* [Dataset records]:
//! Pulls decision lines out of a task's context notes.

use std::fs;
use std::path::{Path, PathBuf};

use regex::Regex;

use crate::config::ProjectLayout;
use crate::task::Task;

const DECISION_MARKERS: [&str; 8] = [
    "decision:",
    "decided to",
    "chose",
    "approach:",
    "strategy:",
    "because",
    "rationale:",
    "reason:",
];

const MIN_DECISION_LEN: usize = 10;

/// Context notes for a task: `contexts/phase<N>/context_<id>.md`, falling back to
/// `.task_context_<id>.md` at the project root.
pub fn context_notes_path(layout: &ProjectLayout, task: &Task) -> Option<PathBuf> {
    let primary = layout.task_context_file(task.phase, &task.id);
    if primary.is_file() {
        return Some(primary);
    }
    let fallback = layout.root.join(format!(".task_context_{}.md", task.id));
    if fallback.is_file() {
        return Some(fallback);
    }
    None
}

pub fn extract_decisions(text: &str) -> Vec<String> {
    let bullet = Regex::new(r"^[-*#]+\s*").expect("regex");
    text.lines()
        .map(str::trim)
        .filter(|line| {
            let lower = line.to_lowercase();
            DECISION_MARKERS.iter().any(|marker| lower.contains(marker))
        })
        .map(|line| bullet.replace(line, "").trim().to_string())
        .filter(|line| line.chars().count() > MIN_DECISION_LEN)
        .collect()
}

/// Decisions recorded for `task`. A missing or unreadable file yields none.
pub fn decisions_for_task(layout: &ProjectLayout, task: &Task) -> Vec<String> {
    let Some(path) = context_notes_path(layout, task) else {
        return Vec::new();
    };
    read_decisions(&path)
}

fn read_decisions(path: &Path) -> Vec<String> {
    match fs::read_to_string(path) {
        Ok(text) => extract_decisions(&text),
        Err(err) => {
            tracing::warn!(file = %path.display(), error = %err, "failed to read context notes");
            Vec::new()
        }
    }
}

* [Directions for this task]: Every line that contains the string "const" should be returned from the data.

* [Task result]:
const DECISION_MARKERS: [&str; 8] = [
const MIN_DECISION_LEN: usize = 10;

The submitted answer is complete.